Objective To assess the prevalence of HIV among men who have sex with men (MSM) in Chongqing, China from 2006 to 2009.
Methods The authors used a snowball sampling method to perform a 3-month cross-sectional study each year from 2006 to 2009. Every participant was asked to complete a questionnaire about demographic and behavioural characteristics, and blood samples were taken for antibody testing for HIV and syphilis.

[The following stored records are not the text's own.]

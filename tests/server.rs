use axum::body::{to_bytes, Body};
use axum::http::{header, Request, StatusCode};
use axum::Router;
use chrono::{Duration, Utc};
use serde_json::Value;
use std::path::PathBuf;
use std::time::{Duration as StdDuration, Instant};
use tower::ServiceExt;

use demand_pressure::api::build_stats_report;
use demand_pressure::config::StatsConfig;
use demand_pressure::server::{cache_control, parse_companies, router, AppState, StatsCache};
use demand_pressure::store::DemandStore;
use demand_pressure::{DemandRecord, DemandStatus};

fn sample_demands() -> Vec<DemandRecord> {
    let created = Some(Utc::now() - Duration::days(2));
    vec![
        DemandRecord::new("a1", "Acme", DemandStatus::Active, 100, created),
        DemandRecord::new("a2", "Acme", DemandStatus::Active, 200, created),
        DemandRecord::new("g1", "Globex", DemandStatus::Closed, 1000, created),
        DemandRecord::new("h1", "Hooli", DemandStatus::Met, 40, None),
    ]
}

fn temp_path(name: &str) -> PathBuf {
    std::env::temp_dir().join(format!("demand-pressure-server-{}-{}", std::process::id(), name))
}

async fn app_with(path: &PathBuf, demands: &[DemandRecord]) -> Router {
    std::fs::write(path, serde_json::to_string(demands).unwrap()).unwrap();
    let store = DemandStore::load(path.clone()).await.unwrap();
    router(AppState::new(store, StatsConfig::default()))
}

async fn send(app: &Router, method: &str, uri: &str) -> (StatusCode, Option<String>, Value) {
    let request = Request::builder()
        .method(method)
        .uri(uri)
        .body(Body::empty())
        .unwrap();
    let response = app.clone().oneshot(request).await.unwrap();
    let status = response.status();
    let cache_header = response
        .headers()
        .get(header::CACHE_CONTROL)
        .and_then(|value| value.to_str().ok())
        .map(|value| value.to_string());
    let bytes = to_bytes(response.into_body(), usize::MAX).await.unwrap();
    let body = serde_json::from_slice(&bytes).unwrap_or(Value::Null);
    (status, cache_header, body)
}

#[tokio::test]
async fn stats_are_cached_until_reload() {
    let path = temp_path("stats.json");
    let demands = sample_demands();
    let app = app_with(&path, &demands).await;

    let (status, cache_header, body) = send(&app, "GET", "/api/stats").await;
    assert_eq!(status, StatusCode::OK);
    assert_eq!(cache_header.as_deref(), Some("public, max-age=300"));
    assert_eq!(body["stats"]["totalDemands"], 4);
    assert_eq!(body["pressureBoard"][0]["companyName"], "Globex");

    std::fs::write(&path, serde_json::to_string(&demands[..1]).unwrap()).unwrap();
    let (_, _, cached) = send(&app, "GET", "/api/stats").await;
    assert_eq!(cached["stats"]["totalDemands"], 4);

    let (status, _, reloaded) = send(&app, "POST", "/api/reload").await;
    assert_eq!(status, StatusCode::OK);
    assert_eq!(reloaded["count"], 1);

    let (_, _, fresh) = send(&app, "GET", "/api/stats").await;
    assert_eq!(fresh["stats"]["totalDemands"], 1);

    let _ = std::fs::remove_file(&path);
}

#[tokio::test]
async fn failed_reload_keeps_serving_previous_records() {
    let path = temp_path("reload.json");
    let app = app_with(&path, &sample_demands()).await;

    std::fs::remove_file(&path).unwrap();
    let (status, _, _) = send(&app, "POST", "/api/reload").await;
    assert_eq!(status, StatusCode::INTERNAL_SERVER_ERROR);

    let (_, _, board) = send(&app, "GET", "/api/board").await;
    assert_eq!(board.as_array().map(|entries| entries.len()), Some(3));
}

#[tokio::test]
async fn unknown_demand_is_not_found() {
    let path = temp_path("detail.json");
    let app = app_with(&path, &sample_demands()).await;

    let (status, _, _) = send(&app, "GET", "/api/demands/nope").await;
    assert_eq!(status, StatusCode::NOT_FOUND);

    let (status, _, body) = send(&app, "GET", "/api/demands/g1").await;
    assert_eq!(status, StatusCode::OK);
    assert_eq!(body["stage"], "campaign");
    assert_eq!(body["signersToNextStage"], 9000);

    let _ = std::fs::remove_file(&path);
}

#[tokio::test]
async fn coalition_trims_company_names() {
    let path = temp_path("coalition.json");
    let app = app_with(&path, &sample_demands()).await;

    let (status, _, body) =
        send(&app, "GET", "/api/coalition?companies=%20Acme%20,,Globex").await;
    assert_eq!(status, StatusCode::OK);
    assert_eq!(body["companies"], 2);
    assert_eq!(body["totalCoSigners"], 1300);
    assert_eq!(body["stage"], "campaign");

    let (status, _, _) = send(&app, "GET", "/api/coalition?companies=%20,").await;
    assert_eq!(status, StatusCode::BAD_REQUEST);

    let _ = std::fs::remove_file(&path);
}

#[tokio::test]
async fn trending_endpoint_honours_limit() {
    let path = temp_path("trending.json");
    let app = app_with(&path, &sample_demands()).await;

    let (status, _, body) = send(&app, "GET", "/api/trending?limit=1").await;
    assert_eq!(status, StatusCode::OK);
    let entries = body.as_array().cloned().unwrap_or_default();
    assert_eq!(entries.len(), 1);
    assert_eq!(entries[0]["demand"]["id"], "a2");

    let _ = std::fs::remove_file(&path);
}

#[test]
fn cache_entry_expires_after_ttl() {
    let mut cache = StatsCache::new(StdDuration::from_secs(300));
    let stored_at = Instant::now();
    let report = build_stats_report(&sample_demands(), 10, Utc::now());

    assert!(cache.lookup(stored_at).is_none());
    cache.store(report, stored_at);

    let hit = cache.lookup(stored_at + StdDuration::from_secs(299));
    assert_eq!(hit.map(|report| report.stats.total_demands), Some(4));
    assert!(cache.lookup(stored_at + StdDuration::from_secs(300)).is_none());

    cache.clear();
    assert!(cache.lookup(stored_at).is_none());
}

#[test]
fn cache_control_uses_ttl() {
    assert_eq!(cache_control(300), "public, max-age=300");
    assert_eq!(cache_control(0), "public, max-age=0");
}

#[test]
fn company_list_is_split_and_trimmed() {
    let companies = parse_companies(" Acme , ,Globex,Acme");

    assert_eq!(companies.len(), 2);
    assert!(companies.contains("Acme"));
    assert!(companies.contains("Globex"));
    assert!(parse_companies(" , ").is_empty());
}
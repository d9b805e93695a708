use axum::{
    extract::{Path, Query, State},
    http::{header, StatusCode},
    response::IntoResponse,
    routing::{get, post},
    Json, Router,
};
use chrono::Utc;
use serde::{Deserialize, Serialize};
use std::{
    collections::HashSet,
    net::SocketAddr,
    sync::Arc,
    time::{Duration, Instant},
};
use tokio::sync::Mutex;
use tower_http::cors::CorsLayer;
use tracing::{debug, info, warn};

use crate::api::{build_stats_report, DemandInsight, StatsReport};
use crate::config::{AppConfig, StatsConfig};
use crate::demand::DemandRecord;
use crate::scoring::{
    build_pressure_board_at, coalition_pressure_at, group_by_company, top_trending_at,
    CoalitionPressure, PressureEntry,
};
use crate::store::DemandStore;

#[derive(Clone)]
pub struct AppState {
    store: Arc<DemandStore>,
    stats: StatsConfig,
    cache: Arc<Mutex<StatsCache>>,
}

impl AppState {
    pub fn new(store: DemandStore, stats: StatsConfig) -> Self {
        let cache = StatsCache::new(Duration::from_secs(stats.cache_ttl_secs));
        Self {
            store: Arc::new(store),
            stats,
            cache: Arc::new(Mutex::new(cache)),
        }
    }
}

/// Single cached stats report. An entry is served while `at < stored + ttl`.
#[derive(Debug)]
pub struct StatsCache {
    ttl: Duration,
    entry: Option<(StatsReport, Instant)>,
}

impl StatsCache {
    pub fn new(ttl: Duration) -> Self {
        Self { ttl, entry: None }
    }

    pub fn lookup(&self, at: Instant) -> Option<StatsReport> {
        self.entry
            .as_ref()
            .filter(|(_, expires_at)| *expires_at > at)
            .map(|(report, _)| report.clone())
    }

    pub fn store(&mut self, report: StatsReport, at: Instant) {
        self.entry = Some((report, at + self.ttl));
    }

    pub fn clear(&mut self) {
        self.entry = None;
    }
}

pub fn cache_control(ttl_secs: u64) -> String {
    format!("public, max-age={}", ttl_secs)
}

pub fn parse_companies(raw: &str) -> HashSet<&str> {
    raw.split(',')
        .map(str::trim)
        .filter(|name| !name.is_empty())
        .collect()
}

#[derive(Deserialize)]
struct TrendingQuery {
    limit: Option<usize>,
}

#[derive(Deserialize)]
struct CoalitionQuery {
    #[serde(default)]
    companies: String,
}

#[derive(Serialize)]
struct ReloadResponse {
    count: usize,
}

pub fn router(state: AppState) -> Router {
    Router::new()
        .route("/api/health", get(health))
        .route("/api/stats", get(stats_handler))
        .route("/api/board", get(board_handler))
        .route("/api/trending", get(trending_handler))
        .route("/api/demands/:id", get(demand_handler))
        .route("/api/coalition", get(coalition_handler))
        .route("/api/reload", post(reload_handler))
        .layer(CorsLayer::permissive())
        .with_state(state)
}

pub async fn serve(config: AppConfig) -> Result<(), String> {
    let store = DemandStore::load(config.data.demands_path.clone()).await?;
    let app = router(AppState::new(store, config.stats.clone()));

    let addr: SocketAddr = format!("{}:{}", config.server.host, config.server.port)
        .parse()
        .map_err(|err| format!("invalid bind address: {}", err))?;

    let listener = tokio::net::TcpListener::bind(addr)
        .await
        .map_err(|err| format!("failed to bind server: {}", err))?;
    info!(%addr, "serving pressure stats");

    axum::serve(listener, app)
        .await
        .map_err(|err| format!("server error: {}", err))?;

    Ok(())
}

async fn health() -> impl IntoResponse {
    StatusCode::OK
}

async fn stats_handler(State(state): State<AppState>) -> impl IntoResponse {
    let report = cached_report(&state).await;
    (
        [(header::CACHE_CONTROL, cache_control(state.stats.cache_ttl_secs))],
        Json(report),
    )
}

async fn board_handler(State(state): State<AppState>) -> Json<Vec<PressureEntry>> {
    let demands = state.store.list().await;
    Json(build_pressure_board_at(group_by_company(&demands), Utc::now()))
}

async fn trending_handler(
    State(state): State<AppState>,
    Query(query): Query<TrendingQuery>,
) -> Json<Vec<DemandInsight>> {
    let limit = query.limit.unwrap_or(state.stats.trending_limit);
    let demands = state.store.list().await;
    let now = Utc::now();
    let insights = top_trending_at(&demands, limit, now)
        .iter()
        .map(|demand| DemandInsight::build(demand, now))
        .collect();
    Json(insights)
}

async fn demand_handler(
    State(state): State<AppState>,
    Path(demand_id): Path<String>,
) -> Result<Json<DemandInsight>, (StatusCode, String)> {
    let demand = state
        .store
        .get(&demand_id)
        .await
        .ok_or_else(|| (StatusCode::NOT_FOUND, format!("demand not found: {}", demand_id)))?;
    Ok(Json(DemandInsight::build(&demand, Utc::now())))
}

async fn coalition_handler(
    State(state): State<AppState>,
    Query(query): Query<CoalitionQuery>,
) -> Result<Json<CoalitionPressure>, (StatusCode, String)> {
    let companies = parse_companies(&query.companies);
    if companies.is_empty() {
        return Err((StatusCode::BAD_REQUEST, "companies is required".to_string()));
    }

    let members: Vec<DemandRecord> = state
        .store
        .list()
        .await
        .into_iter()
        .filter(|demand| companies.contains(demand.target_company.as_str()))
        .collect();
    Ok(Json(coalition_pressure_at(&members, Utc::now())))
}

async fn reload_handler(
    State(state): State<AppState>,
) -> Result<Json<ReloadResponse>, (StatusCode, String)> {
    let count = state.store.reload().await.map_err(|err| {
        warn!(error = %err, "reload failed");
        (StatusCode::INTERNAL_SERVER_ERROR, err)
    })?;
    state.cache.lock().await.clear();
    Ok(Json(ReloadResponse { count }))
}

async fn cached_report(state: &AppState) -> StatsReport {
    let mut cache = state.cache.lock().await;
    if let Some(report) = cache.lookup(Instant::now()) {
        debug!("stats cache hit");
        return report;
    }

    debug!("stats cache miss");
    let demands = state.store.list().await;
    let report = build_stats_report(&demands, state.stats.trending_limit, Utc::now());
    cache.store(report.clone(), Instant::now());
    report
}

Results A total of 953, 1015, 743 and 603 participants were investigated in 2006, 2007, 2008 and 2009, respectively. HIV prevalence rates were 10.9%, 12.8%, 10.6% and 19.1%, respectively. The rates increased by 2.3% averagely per year (p<0.001). The HIV prevalence rates were significantly higher than the total population in subjects who were aged more than 40 years, subjects with an educational background of a junior high school level or lower, subjects with a positive syphilis infection or subjects who were recruited from a public bath (p<0.01). The HIV prevalence rates increased on average per year more than 4% in subjects over 30, subjects who worked in the entertainment business, subjects who were married or divorced, subjects with a positive syphilis infection or subjects who were not informed HIV test results. Although most subjects had good HIV/AIDS knowledge awareness (90%), the rate of consistent condom use was low (<37%).
Conclusions The prevalence of HIV is high and is rapidly growing among MSM in Chongqing, China. More appropriate responses are urgently needed to promote a change in the behaviour of MSM.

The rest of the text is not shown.